Report every line of the records below that includes the string "FileInfoResponse".

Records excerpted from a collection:
····················

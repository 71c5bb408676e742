//! JSON shapes exchanged with clients.
//!
//! Field names are camelCase and byte fields are standard base64, matching
//! the protobuf JSON mapping of the media service messages.

use base64::engine::general_purpose::STANDARD;
use base64::Engine;
use bytes::Bytes;
use media_blob::{
    DownloadFrame, DownloadedFile, FileInfo, FileMetadata, MediaError, UploadFrame, UploadResult,
};
use serde::{Deserialize, Serialize};

pub fn encode_bytes(bytes: &[u8]) -> String {
    STANDARD.encode(bytes)
}

pub fn decode_bytes(encoded: &str) -> Result<Bytes, base64::DecodeError> {
    STANDARD.decode(encoded).map(Bytes::from)
}

#[derive(Debug, Clone, Default, Serialize, Deserialize)]
#[serde(rename_all = "camelCase", default)]
pub struct UploadRequest {
    pub file_name: String,
    /// base64
    pub content: String,
    pub content_type: String,
}

#[derive(Debug, Clone, Serialize, Deserialize)]
#[serde(rename_all = "camelCase")]
pub struct UploadResponse {
    pub file_path: String,
    pub url: String,
    pub file_size: u64,
    pub uploaded_at: String,
}

impl From<UploadResult> for UploadResponse {
    fn from(receipt: UploadResult) -> Self {
        Self {
            uploaded_at: receipt.uploaded_at_rfc3339(),
            file_path: receipt.key.into_string(),
            url: receipt.url,
            file_size: receipt.size_bytes,
        }
    }
}

/// Request of every call addressed by path
#[derive(Debug, Clone, Default, Serialize, Deserialize)]
#[serde(rename_all = "camelCase", default)]
pub struct FilePathRequest {
    pub file_path: String,
}

#[derive(Debug, Clone, Serialize, Deserialize)]
#[serde(rename_all = "camelCase")]
pub struct DownloadResponse {
    pub file_name: String,
    pub content: String,
    pub content_type: String,
    pub file_size: u64,
}

impl From<DownloadedFile> for DownloadResponse {
    fn from(file: DownloadedFile) -> Self {
        Self {
            content: encode_bytes(&file.content),
            file_name: file.file_name,
            content_type: file.content_type,
            file_size: file.size_bytes,
        }
    }
}

#[derive(Debug, Clone, Serialize, Deserialize)]
pub struct DeleteResponse {
    pub success: bool,
    pub message: String,
}

#[derive(Debug, Clone, Serialize, Deserialize)]
pub struct UrlResponse {
    pub url: String,
}

#[derive(Debug, Clone, Serialize, Deserialize)]
#[serde(rename_all = "camelCase")]
pub struct FileInfoResponse {
    pub file_path: String,
    pub url: String,
}

impl From<FileInfo> for FileInfoResponse {
    fn from(info: FileInfo) -> Self {
        Self {
            file_path: info.key.into_string(),
            url: info.url,
        }
    }
}

#[derive(Debug, Clone, Default, PartialEq, Eq, Serialize, Deserialize)]
#[serde(rename_all = "camelCase", default)]
pub struct MetadataWire {
    pub file_name: String,
    pub file_size: u64,
    pub content_type: String,
}

impl From<MetadataWire> for FileMetadata {
    fn from(wire: MetadataWire) -> Self {
        FileMetadata::new(wire.file_name)
            .with_file_size(wire.file_size)
            .with_content_type(wire.content_type)
    }
}

impl From<FileMetadata> for MetadataWire {
    fn from(meta: FileMetadata) -> Self {
        Self {
            file_name: meta.file_name,
            file_size: meta.file_size,
            content_type: meta.content_type,
        }
    }
}

/// One NDJSON line of an `UploadStream` request
#[derive(Debug, Clone, Default, Serialize, Deserialize)]
#[serde(default)]
pub struct UploadStreamLine {
    #[serde(skip_serializing_if = "Option::is_none")]
    pub metadata: Option<MetadataWire>,
    /// base64; a line with neither field is an empty chunk
    #[serde(skip_serializing_if = "Option::is_none")]
    pub chunk: Option<String>,
}

impl UploadStreamLine {
    pub fn into_frame(self) -> Result<UploadFrame, String> {
        match (self.metadata, self.chunk) {
            (Some(_), Some(_)) => Err("frame carries both metadata and chunk".to_string()),
            (Some(metadata), None) => Ok(UploadFrame::Metadata(metadata.into())),
            (None, Some(chunk)) => decode_bytes(&chunk)
                .map(UploadFrame::Chunk)
                .map_err(|e| format!("chunk is not valid base64: {e}")),
            (None, None) => Ok(UploadFrame::Chunk(Bytes::new())),
        }
    }
}

/// One NDJSON line of a `DownloadStream` response
#[derive(Debug, Clone, Default, Serialize, Deserialize)]
#[serde(default)]
pub struct DownloadStreamLine {
    #[serde(skip_serializing_if = "Option::is_none")]
    pub metadata: Option<MetadataWire>,
    #[serde(skip_serializing_if = "Option::is_none")]
    pub chunk: Option<String>,
    /// Terminal line of a stream that failed after it started
    #[serde(skip_serializing_if = "Option::is_none")]
    pub error: Option<ErrorBody>,
}

impl From<DownloadFrame> for DownloadStreamLine {
    fn from(frame: DownloadFrame) -> Self {
        match frame {
            DownloadFrame::Metadata(meta) => Self {
                metadata: Some(meta.into()),
                ..Self::default()
            },
            DownloadFrame::Chunk(bytes) => Self {
                chunk: Some(encode_bytes(&bytes)),
                ..Self::default()
            },
        }
    }
}

impl From<&MediaError> for DownloadStreamLine {
    fn from(err: &MediaError) -> Self {
        Self {
            error: Some(err.into()),
            ..Self::default()
        }
    }
}

#[derive(Debug, Clone, PartialEq, Eq, Serialize, Deserialize)]
pub struct ErrorBody {
    pub code: String,
    pub message: String,
}

impl From<&MediaError> for ErrorBody {
    fn from(err: &MediaError) -> Self {
        Self {
            code: err.code().name().to_string(),
            message: err.to_string(),
        }
    }
}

····················

Solution to this problem ▸
pub struct FileInfoResponse {
impl From<FileInfo> for FileInfoResponse {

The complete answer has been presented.